Lexical changes (vocabulary). The vocabulary exploded. Writers coined new words from Latin and Greek roots at an extraordinary rate. Words like hypothesis, phenomenon, encyclopedia, and atmosphere all entered English during this period. Shakespeare alone is credited with introducing or popularizing over 1,700 words.

Influences on Early Modern English
The Printing Press and Standardization
William Caxton set up England's first printing press in 1476, and the effects on the language were enormous. Before printing, every copy of a text was handwritten, and scribes in different regions spelled and phrased things differently. Printing changed that in several ways:
- Spelling began to standardize. Printers needed consistent conventions, so regional variations shrank. The London dialect, where most printing houses operated, became the de facto standard.
- Literacy spread. Books became cheaper and more available, which meant far more people were reading and absorbing a shared written English.
- Grammar got codified. The first English grammar books and dictionaries appeared during this era. Samuel Johnson's Dictionary of the English Language (1755) was a landmark, though it came late in the period. Earlier works like Robert Cawdrey's Table Alphabeticall (1604) had already started the project of defining and fixing English vocabulary.
- Spelling froze before pronunciation finished changing. Because printers standardized spelling while the Great Vowel Shift was still underway, English ended up with many spellings that no longer match their pronunciation. That's why knight still has a silent k and gh.
Foreign Influences on Early Modern English
Renaissance English was hungry for new words, and it borrowed from every language its speakers encountered.
Latin was the biggest single source. Scholars, lawyers, and scientists drew on it constantly, giving English words like habeas corpus, curriculum, stimulus, and appendix. Because Latin was the language of learning across Europe, borrowing from it carried prestige.
Greek contributed philosophical and scientific vocabulary: democracy, physics, tragedy, anatomy. Many Greek words actually came into English through Latin, since Roman writers had already borrowed them.
French continued to influence English well after the Norman period, especially in areas of culture and refinement. Words like etiquette, cuisine, ballet, and Renaissance itself all came from French.

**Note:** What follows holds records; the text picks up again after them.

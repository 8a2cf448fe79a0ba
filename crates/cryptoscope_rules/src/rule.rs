//! Rule definition types for cryptography detection.

use std::fmt;
use std::str::FromStr;

use serde::{Deserialize, Serialize};

/// Error returned when parsing an invalid context kind string.
#[derive(Debug, Clone, PartialEq, Eq)]
pub struct ParseContextError {
    invalid_value: Box<str>,
}

impl ParseContextError {
    fn new(value: &str) -> Self {
        Self {
            invalid_value: value.into(),
        }
    }

    /// Returns the invalid value that caused the parse failure.
    #[must_use]
    pub fn invalid_value(&self) -> &str {
        &self.invalid_value
    }
}

impl fmt::Display for ParseContextError {
    fn fmt(&self, f: &mut fmt::Formatter<'_>) -> fmt::Result {
        write!(
            f,
            "invalid context '{}': expected one of 'cipher', 'key', 'signature', 'protocol', 'mac', 'digest', 'prng', 'kdf'",
            self.invalid_value
        )
    }
}

impl std::error::Error for ParseContextError {}

/// Semantic category of the construct a matched call produces.
#[derive(Debug, Clone, Copy, PartialEq, Eq, Hash, Serialize, Deserialize)]
#[serde(rename_all = "lowercase")]
pub enum ContextKind {
    /// Block or stream cipher construction and its modes of operation.
    Cipher,
    /// Key generation or key parameters.
    Key,
    /// Signing and verification.
    Signature,
    /// Transport protocol configuration (TLS versions, cipher suites).
    Protocol,
    /// Message authentication codes.
    Mac,
    /// Message digests.
    Digest,
    /// Random number generation.
    Prng,
    /// Key derivation functions.
    Kdf,
}

impl ContextKind {
    /// All context kinds in declaration order.
    pub const ALL: [Self; 8] = [
        Self::Cipher,
        Self::Key,
        Self::Signature,
        Self::Protocol,
        Self::Mac,
        Self::Digest,
        Self::Prng,
        Self::Kdf,
    ];

    /// Returns the lowercase identifier used in configuration files.
    #[must_use]
    pub const fn as_str(self) -> &'static str {
        match self {
            Self::Cipher => "cipher",
            Self::Key => "key",
            Self::Signature => "signature",
            Self::Protocol => "protocol",
            Self::Mac => "mac",
            Self::Digest => "digest",
            Self::Prng => "prng",
            Self::Kdf => "kdf",
        }
    }

    /// Returns the human-readable display name.
    #[must_use]
    pub const fn name(self) -> &'static str {
        match self {
            Self::Cipher => "Cipher",
            Self::Key => "Key",
            Self::Signature => "Signature",
            Self::Protocol => "Protocol",
            Self::Mac => "MAC",
            Self::Digest => "Digest",
            Self::Prng => "PRNG",
            Self::Kdf => "KDF",
        }
    }
}

impl fmt::Display for ContextKind {
    fn fmt(&self, f: &mut fmt::Formatter<'_>) -> fmt::Result {
        f.write_str(self.as_str())
    }
}

impl FromStr for ContextKind {
    type Err = ParseContextError;

    fn from_str(s: &str) -> Result<Self, Self::Err> {
        Self::ALL
            .into_iter()
            .find(|kind| kind.as_str().eq_ignore_ascii_case(s))
            .ok_or_else(|| ParseContextError::new(s))
    }
}

/// Unit a detected size is expressed in.
#[derive(Debug, Clone, Copy, PartialEq, Eq, Hash)]
pub enum SizeUnit {
    /// Size counted in bits (e.g. the `bits` argument of `rsa.GenerateKey`).
    Bit,
    /// Size counted in bytes (e.g. the length of an AES key slice).
    Byte,
}

impl SizeUnit {
    const fn as_str(self) -> &'static str {
        match self {
            Self::Bit => "bits",
            Self::Byte => "bytes",
        }
    }

    fn parse(s: &str) -> Option<Self> {
        match s {
            "bits" | "bit" => Some(Self::Bit),
            "bytes" | "byte" => Some(Self::Byte),
            _ => None,
        }
    }
}

/// Error returned when parsing an invalid value kind string.
#[derive(Debug, Clone, PartialEq, Eq)]
pub struct ParseValueKindError {
    invalid_value: Box<str>,
}

impl ParseValueKindError {
    /// Returns the invalid value that caused the parse failure.
    #[must_use]
    pub fn invalid_value(&self) -> &str {
        &self.invalid_value
    }
}

impl fmt::Display for ParseValueKindError {
    fn fmt(&self, f: &mut fmt::Formatter<'_>) -> fmt::Result {
        write!(
            f,
            "invalid value kind '{}': expected 'algorithm', 'mode', 'curve', 'any', 'key-size:<bits|bytes>' or 'salt-size:<bits|bytes>'",
            self.invalid_value
        )
    }
}

impl std::error::Error for ParseValueKindError {}

/// How a detectable argument is interpreted once its value is resolved.
///
/// Size kinds expect integer values; all other kinds expect strings.
#[derive(Debug, Clone, Copy, PartialEq, Eq, Hash, Serialize, Deserialize)]
#[serde(try_from = "String", into = "String")]
pub enum ValueKind {
    /// An algorithm name.
    Algorithm,
    /// A key length.
    KeySize(SizeUnit),
    /// A salt length.
    SaltSize(SizeUnit),
    /// A mode of operation.
    Mode,
    /// A named elliptic curve.
    Curve,
    /// Anything; the raw resolved value is kept.
    Any,
}

impl ValueKind {
    /// Returns `true` for kinds whose values must resolve to integers.
    #[must_use]
    pub const fn is_size(self) -> bool {
        matches!(self, Self::KeySize(_) | Self::SaltSize(_))
    }
}

impl fmt::Display for ValueKind {
    fn fmt(&self, f: &mut fmt::Formatter<'_>) -> fmt::Result {
        match self {
            Self::Algorithm => f.write_str("algorithm"),
            Self::KeySize(unit) => write!(f, "key-size:{}", unit.as_str()),
            Self::SaltSize(unit) => write!(f, "salt-size:{}", unit.as_str()),
            Self::Mode => f.write_str("mode"),
            Self::Curve => f.write_str("curve"),
            Self::Any => f.write_str("any"),
        }
    }
}

impl FromStr for ValueKind {
    type Err = ParseValueKindError;

    fn from_str(s: &str) -> Result<Self, Self::Err> {
        let err = || ParseValueKindError {
            invalid_value: s.into(),
        };
        let lowered = s.to_ascii_lowercase();

        match lowered.split_once(':') {
            Some(("key-size", unit)) => SizeUnit::parse(unit).map(Self::KeySize).ok_or_else(err),
            Some(("salt-size", unit)) => SizeUnit::parse(unit).map(Self::SaltSize).ok_or_else(err),
            Some(_) => Err(err()),
            None => match lowered.as_str() {
                "algorithm" => Ok(Self::Algorithm),
                "mode" => Ok(Self::Mode),
                "curve" => Ok(Self::Curve),
                "any" => Ok(Self::Any),
                _ => Err(err()),
            },
        }
    }
}

impl TryFrom<String> for ValueKind {
    type Error = ParseValueKindError;

    fn try_from(value: String) -> Result<Self, Self::Error> {
        value.parse()
    }
}

impl From<ValueKind> for String {
    fn from(kind: ValueKind) -> Self {
        kind.to_string()
    }
}

/// Where a rule's own tagged value comes from.
#[derive(Debug, Clone, Copy, PartialEq, Eq)]
pub enum ValueDef {
    /// The rule tags no value of its own.
    None,
    /// A fixed value such as `"AES"`.
    Constant(&'static str),
    /// The matched callee or member name itself (e.g. a cipher-suite constant).
    MemberName,
}

/// A single argument position in a rule's target signature.
#[derive(Debug, Clone, Copy)]
pub struct ParamDef {
    /// Declared Go type of the argument, or `"*"` for any.
    pub type_name: &'static str,
    /// Value interpretation when the argument should be captured.
    pub detect: Option<ValueKind>,
    /// Rules to try against the argument's sub-expression.
    pub dependents: &'static [&'static RuleDef],
}

impl ParamDef {
    /// An argument that only constrains the signature.
    #[must_use]
    pub const fn plain(type_name: &'static str) -> Self {
        Self {
            type_name,
            detect: None,
            dependents: &[],
        }
    }

    /// An argument whose resolved value is captured as `kind`.
    #[must_use]
    pub const fn detect(type_name: &'static str, kind: ValueKind) -> Self {
        Self {
            type_name,
            detect: Some(kind),
            dependents: &[],
        }
    }

    /// An argument matched against further rules.
    #[must_use]
    pub const fn depends(type_name: &'static str, dependents: &'static [&'static RuleDef]) -> Self {
        Self {
            type_name,
            detect: None,
            dependents,
        }
    }
}

/// A declarative description of one detectable Go call or constant.
#[derive(Debug)]
pub struct RuleDef {
    /// Unique identifier in `"package/name"` format (e.g. `"aes/new-cipher"`).
    pub id: &'static str,
    /// Bundle the rule belongs to.
    pub bundle: &'static str,
    /// Package paths or receiver types the call is made on. Empty matches any.
    pub targets: &'static [&'static str],
    /// Function, method or constant names.
    pub methods: &'static [&'static str],
    /// The rule's own tagged value.
    pub value: ValueDef,
    /// Argument specifications in positional order.
    pub parameters: &'static [ParamDef],
    /// Category of the produced construct.
    pub context: ContextKind,
    /// Free-form context metadata (e.g. `("kind", "BLOCK_CIPHER_MODE")`).
    pub metadata: &'static [(&'static str, &'static str)],
    /// Rules that may chain from this call's result.
    pub dependents: &'static [&'static RuleDef],
}

/// Creates a `RuleDef` in the builtin bundle, with `metadata` and
/// `dependents` defaulting to empty.
#[macro_export]
macro_rules! rule {
    (@or [$value:expr] $default:expr) => {
        $value
    };
    (@or [] $default:expr) => {
        $default
    };
    (
        id: $id:expr,
        targets: $targets:expr,
        methods: $methods:expr,
        value: $value:expr,
        parameters: $parameters:expr,
        context: $context:expr
        $(, metadata: $metadata:expr)?
        $(, dependents: $dependents:expr)?
        $(,)?
    ) => {
        $crate::RuleDef {
            id: $id,
            bundle: $crate::BUNDLE_NAME,
            targets: $targets,
            methods: $methods,
            value: $value,
            parameters: $parameters,
            context: $context,
            metadata: $crate::rule!(@or [$($metadata)?] &[]),
            dependents: $crate::rule!(@or [$($dependents)?] &[]),
        }
    };
}

#[cfg(test)]
mod tests {
    use super::*;

    #[test]
    fn context_display_formats_as_lowercase() {
        assert_eq!(ContextKind::Cipher.to_string(), "cipher");
        assert_eq!(ContextKind::Kdf.to_string(), "kdf");
    }

    #[test]
    fn context_from_str_is_case_insensitive() {
        assert_eq!(ContextKind::from_str("SIGNATURE"), Ok(ContextKind::Signature));
        assert_eq!(ContextKind::from_str("Mac"), Ok(ContextKind::Mac));
    }

    #[test]
    fn context_from_str_returns_error_for_invalid_value() {
        let err = ContextKind::from_str("hash").unwrap_err();
        assert_eq!(err.invalid_value(), "hash");
        assert!(err.to_string().contains("expected one of"));
    }

    #[test]
    fn value_kind_parses_sizes_with_units() {
        assert_eq!(ValueKind::from_str("key-size:bytes"), Ok(ValueKind::KeySize(SizeUnit::Byte)));
        assert_eq!(ValueKind::from_str("salt-size:bits"), Ok(ValueKind::SaltSize(SizeUnit::Bit)));
        assert_eq!(ValueKind::from_str("Algorithm"), Ok(ValueKind::Algorithm));
    }

    #[test]
    fn value_kind_rejects_unknown_unit() {
        assert!(ValueKind::from_str("key-size:words").is_err());
        assert!(ValueKind::from_str("colour").is_err());
    }

    #[test]
    fn value_kind_display_round_trips() {
        for kind in [
            ValueKind::Algorithm,
            ValueKind::KeySize(SizeUnit::Bit),
            ValueKind::SaltSize(SizeUnit::Byte),
            ValueKind::Mode,
            ValueKind::Curve,
            ValueKind::Any,
        ] {
            assert_eq!(kind.to_string().parse::<ValueKind>(), Ok(kind));
        }
    }

    #[test]
    fn only_sizes_are_integer_kinds() {
        assert!(ValueKind::KeySize(SizeUnit::Byte).is_size());
        assert!(!ValueKind::Curve.is_size());
    }

    #[test]
    fn param_constructors_set_one_role() {
        let plain = ParamDef::plain("io.Reader");
        assert!(plain.detect.is_none() && plain.dependents.is_empty());

        let detect = ParamDef::detect("[]byte", ValueKind::KeySize(SizeUnit::Byte));
        assert!(detect.detect.is_some() && detect.dependents.is_empty());
    }

    #[test]
    fn rule_macro_defaults_metadata_and_dependents() {
        static RULE: RuleDef = rule! {
            id: "test/rule",
            targets: &["crypto/test"],
            methods: &["New"],
            value: ValueDef::Constant("TEST"),
            parameters: &[],
            context: ContextKind::Cipher,
        };

        assert_eq!(RULE.bundle, crate::BUNDLE_NAME);
        assert!(RULE.metadata.is_empty());
        assert!(RULE.dependents.is_empty());
    }
}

Italian lent vocabulary related to the arts and music, reflecting Italy's cultural dominance in those fields: soprano, fresco, sonnet, stanza.
Spanish and Portuguese brought terms for New World plants, animals, and concepts that Europeans had no existing words for: tomato, chocolate, canoe, hurricane.

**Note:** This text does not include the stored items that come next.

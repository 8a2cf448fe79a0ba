//! Rules command - lists the builtin detection rules by bundle.

use console::style;
use cryptoscope_core::prelude::*;
use cryptoscope_core::{Parameter, RuleValue};
use cryptoscope_rules::{Bundle, BundleRegistry};

use crate::scanning::load_rules;
use crate::ui::{colors, print_command_header, print_hint, truncate_with_ellipsis};

const ID_WIDTH: usize = 28;
const METHODS_WIDTH: usize = 40;

/// Lists builtin rules grouped by bundle, optionally restricted to one
/// bundle, with chaining details when `verbose` is set.
pub fn run(bundle_filter: Option<&str>, verbose: bool) -> super::Result {
    print_command_header("rules");

    let registry = BundleRegistry::builtin();
    let rules = load_rules(&Config::default())?;
    let bundles = filter_bundles(registry.bundles(), bundle_filter);

    if bundles.is_empty() {
        print_no_matches(bundle_filter);
        return Ok(());
    }

    let entry_count: usize = bundles.iter().map(|b| b.rules().len()).sum();
    println!(
        "{}",
        colors::muted().apply_to(format!("{entry_count} entry rules · {} bundles", bundles.len()))
    );

    for bundle in bundles {
        print_bundle(*bundle, &rules, verbose);
    }

    println!();
    Ok(())
}

fn filter_bundles<'a>(bundles: &'a [&'static dyn Bundle], filter: Option<&str>) -> Vec<&'a &'static dyn Bundle> {
    bundles
        .iter()
        .filter(|bundle| filter.is_none_or(|f| bundle.id().eq_ignore_ascii_case(f)))
        .collect()
}

fn print_no_matches(filter: Option<&str>) {
    match filter {
        Some(bundle) => {
            println!(
                "{} {} {}",
                colors::muted().apply_to("○"),
                colors::secondary().apply_to("no bundle matches"),
                colors::emphasis().apply_to(format!("--bundle {bundle}"))
            );
            println!();
            print_hint("cryptoscope rules", "list every bundle");
            println!();
        }
        None => println!(
            "{} {}",
            colors::muted().apply_to("○"),
            colors::secondary().apply_to("no rules")
        ),
    }
}

fn print_bundle(bundle: &dyn Bundle, rules: &RuleSet, verbose: bool) {
    println!();
    println!(
        "{} {}",
        style(bundle.id()).bold(),
        colors::muted().apply_to(bundle.name())
    );

    for def in bundle.rules() {
        let Some(rule) = rules.find(def.id).map(|id| rules.get(id)) else {
            continue;
        };

        if verbose {
            print_rule_verbose(rule, rules);
        } else {
            print_rule_row(rule);
        }
    }
}

fn print_rule_row(rule: &Rule) {
    println!(
        "  {} {} {}",
        colors::accent().apply_to(format!("{:<ID_WIDTH$}", rule.id)),
        colors::secondary().apply_to(format!(
            "{:<METHODS_WIDTH$}",
            truncate_with_ellipsis(&rule.methods.join(", "), METHODS_WIDTH)
        )),
        colors::muted().apply_to(rule.context.name())
    );
}

fn print_rule_verbose(rule: &Rule, rules: &RuleSet) {
    println!();
    println!(
        "  {} {}",
        colors::accent().bold().apply_to(&rule.id),
        colors::muted().apply_to(format!("· {}", rule.context.name()))
    );

    print_field("targets", &list_or_any(&rule.targets));
    print_field("methods", &rule.methods.join(", "));
    print_field("value", &describe_value(&rule.value));

    for (key, value) in &rule.metadata {
        print_field(key, value);
    }

    for parameter in &rule.parameters {
        print_field(&format!("arg {}", parameter.index()), &describe_parameter(parameter, rules));
    }

    if !rule.dependents.is_empty() {
        print_field("chains", &rule_names(&rule.dependents, rules));
    }
}

fn print_field(label: &str, value: &str) {
    println!(
        "    {} {}",
        colors::muted().apply_to(format!("{label:<9}")),
        colors::secondary().apply_to(value)
    );
}

fn list_or_any(items: &[String]) -> String {
    if items.is_empty() {
        "any".to_string()
    } else {
        items.join(", ")
    }
}

fn describe_value(value: &RuleValue) -> String {
    match value {
        RuleValue::None => "-".to_string(),
        RuleValue::Constant(value) => value.clone(),
        RuleValue::MemberName => "matched name".to_string(),
    }
}

fn describe_parameter(parameter: &Parameter, rules: &RuleSet) -> String {
    match parameter {
        Parameter::Plain { type_name, .. } => type_name.clone(),
        Parameter::Detectable { type_name, kind, .. } => format!("{type_name} → {kind}"),
        Parameter::Dependent {
            type_name,
            rules: dependents,
            ..
        } => format!("{type_name} ⇒ {}", rule_names(dependents, rules)),
    }
}

fn rule_names(ids: &[cryptoscope_core::RuleId], rules: &RuleSet) -> String {
    ids.iter()
        .map(|&id| rules.get(id).id.as_str())
        .collect::<Vec<_>>()
        .join(", ")
}

#[cfg(test)]
mod tests {
    use super::*;

    #[test]
    fn bundle_filter_is_case_insensitive() {
        let registry = BundleRegistry::builtin();
        let found = filter_bundles(registry.bundles(), Some("TLS"));
        assert_eq!(found.len(), 1);
        assert_eq!(found[0].id(), "tls");
    }

    #[test]
    fn unknown_bundle_matches_nothing() {
        let registry = BundleRegistry::builtin();
        assert!(filter_bundles(registry.bundles(), Some("blowfish")).is_empty());
        assert_eq!(filter_bundles(registry.bundles(), None).len(), registry.bundles().len());
    }

    #[test]
    fn dependent_parameters_name_their_rules() {
        let rules = RuleSet::builtin().unwrap();
        let hmac = rules.get(rules.find("hmac/new").unwrap());
        let described: Vec<_> = hmac.parameters.iter().map(|p| describe_parameter(p, &rules)).collect();
        assert!(described.iter().any(|d| d.contains("⇒") && d.contains("hash/sha256")));
    }

    #[test]
    fn values_describe_their_source() {
        assert_eq!(describe_value(&RuleValue::None), "-");
        assert_eq!(describe_value(&RuleValue::Constant("AES".into())), "AES");
        assert_eq!(describe_value(&RuleValue::MemberName), "matched name");
        assert_eq!(list_or_any(&[]), "any");
    }
}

Three forces drove all this borrowing:
- Renaissance humanism encouraged the study of classical languages, making Latin and Greek roots readily available to English writers.
- Exploration and trade brought English speakers into contact with new cultures, objects, and ideas that needed names.
- Cultural exchange across Europe meant that artistic, scientific, and political ideas traveled with their original vocabulary attached.